Start of TASK MATERIAL
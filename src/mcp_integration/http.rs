//! Streamable HTTP front end: JSON-RPC over `POST /mcp`.

use super::core::FreshserviceMcpServer;
use super::protocol::{PARSE_ERROR, error_response};
use crate::upstream::Transport;
use axum::{
    Json, Router,
    body::Bytes,
    extract::State,
    http::StatusCode,
    response::{IntoResponse, Response},
    routing::{get, post},
};
use log::{info, warn};
use serde_json::{Value, json};
use std::future::Future;
use std::net::SocketAddr;
use std::sync::Arc;
use tokio::net::TcpListener;

/// Routes: `POST /mcp` for JSON-RPC messages, `GET /health` for liveness.
pub fn router<T: Transport + 'static>(server: Arc<FreshserviceMcpServer<T>>) -> Router {
    Router::new()
        .route("/mcp", post(handle_rpc::<T>))
        .route("/health", get(health::<T>))
        .with_state(server)
}

async fn handle_rpc<T: Transport + 'static>(
    State(server): State<Arc<FreshserviceMcpServer<T>>>,
    body: Bytes,
) -> Response {
    let message = match serde_json::from_slice::<Value>(&body) {
        Ok(message) => message,
        Err(error) => {
            warn!("Rejecting unparseable request body: {}", error);
            return (
                StatusCode::BAD_REQUEST,
                Json(error_response(
                    Value::Null,
                    PARSE_ERROR,
                    format!("parse error: {error}"),
                )),
            )
                .into_response();
        }
    };

    match server.handle_message(message).await {
        Some(response) => Json(response).into_response(),
        None => StatusCode::ACCEPTED.into_response(),
    }
}

async fn health<T: Transport + 'static>(
    State(server): State<Arc<FreshserviceMcpServer<T>>>,
) -> impl IntoResponse {
    Json(json!({
        "status": "ok",
        "name": server.server_info.name,
        "version": server.server_info.version,
        "tools": server.dispatcher.list_operations().len()
    }))
}

/// Serve the router on `addr` until `shutdown` resolves.
pub async fn serve<T, F>(
    server: Arc<FreshserviceMcpServer<T>>,
    addr: SocketAddr,
    shutdown: F,
) -> std::io::Result<()>
where
    T: Transport + 'static,
    F: Future<Output = ()> + Send + 'static,
{
    let listener = TcpListener::bind(addr).await?;
    info!("MCP endpoint listening on http://{}/mcp", listener.local_addr()?);
    axum::serve(listener, router(server))
        .with_graceful_shutdown(shutdown)
        .await
}
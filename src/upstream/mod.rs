//! Upstream Client: authenticated HTTP access to the Freshservice REST API.
//!
//! # Key Types
//!
//! - [`UpstreamClient`] - Retrying, governed executor for upstream requests
//! - [`Transport`] - Single-exchange HTTP seam, implemented by [`ReqwestTransport`]
//! - [`RetryPolicy`] - Exponential backoff schedule with jitter

pub mod client;
pub mod retry;
pub mod transport;
pub mod types;

pub use client::UpstreamClient;
pub use retry::RetryPolicy;
pub use transport::{ReqwestTransport, Transport, TransportError};
pub use types::{HttpMethod, MAX_RETRY_AFTER, UpstreamRequest, UpstreamResponse, parse_retry_after};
End of TASK MATERIAL
Start to finish, copy the records above with no differences.

▸ TASK OUTPUT:
filename src/mcp_integration/http.rs
//! Streamable HTTP front end: JSON-RPC over `POST /mcp`.

use super::core::FreshserviceMcpServer;
use super::protocol::{PARSE_ERROR, error_response};
use crate::upstream::Transport;
use axum::{
    Json, Router,
    body::Bytes,
    extract::State,
    http::StatusCode,
    response::{IntoResponse, Response},
    routing::{get, post},
};
use log::{info, warn};
use serde_json::{Value, json};
use std::future::Future;
use std::net::SocketAddr;
use std::sync::Arc;
use tokio::net::TcpListener;

/// Routes: `POST /mcp` for JSON-RPC messages, `GET /health` for liveness.
pub fn router<T: Transport + 'static>(server: Arc<FreshserviceMcpServer<T>>) -> Router {
    Router::new()
        .route("/mcp", post(handle_rpc::<T>))
        .route("/health", get(health::<T>))
        .with_state(server)
}

async fn handle_rpc<T: Transport + 'static>(
    State(server): State<Arc<FreshserviceMcpServer<T>>>,
    body: Bytes,
) -> Response {
    let message = match serde_json::from_slice::<Value>(&body) {
        Ok(message) => message,
        Err(error) => {
            warn!("Rejecting unparseable request body: {}", error);
            return (
                StatusCode::BAD_REQUEST,
                Json(error_response(
                    Value::Null,
                    PARSE_ERROR,
                    format!("parse error: {error}"),
                )),
            )
                .into_response();
        }
    };

    match server.handle_message(message).await {
        Some(response) => Json(response).into_response(),
        None => StatusCode::ACCEPTED.into_response(),
    }
}

async fn health<T: Transport + 'static>(
    State(server): State<Arc<FreshserviceMcpServer<T>>>,
) -> impl IntoResponse {
    Json(json!({
        "status": "ok",
        "name": server.server_info.name,
        "version": server.server_info.version,
        "tools": server.dispatcher.list_operations().len()
    }))
}

/// Serve the router on `addr` until `shutdown` resolves.
pub async fn serve<T, F>(
    server: Arc<FreshserviceMcpServer<T>>,
    addr: SocketAddr,
    shutdown: F,
) -> std::io::Result<()>
where
    T: Transport + 'static,
    F: Future<Output = ()> + Send + 'static,
{
    let listener = TcpListener::bind(addr).await?;
    info!("MCP endpoint listening on http://{}/mcp", listener.local_addr()?);
    axum::serve(listener, router(server))
        .with_graceful_shutdown(shutdown)
        .await
}
filename src/upstream/mod.rs
//! Upstream Client: authenticated HTTP access to the Freshservice REST API.
//!
//! # Key Types
//!
//! - [`UpstreamClient`] - Retrying, governed executor for upstream requests
//! - [`Transport`] - Single-exchange HTTP seam, implemented by [`ReqwestTransport`]
//! - [`RetryPolicy`] - Exponential backoff schedule with jitter

pub mod client;
pub mod retry;
pub mod transport;
pub mod types;

pub use client::UpstreamClient;
pub use retry::RetryPolicy;
pub use transport::{ReqwestTransport, Transport, TransportError};
pub use types::{HttpMethod, MAX_RETRY_AFTER, UpstreamRequest, UpstreamResponse, parse_retry_after};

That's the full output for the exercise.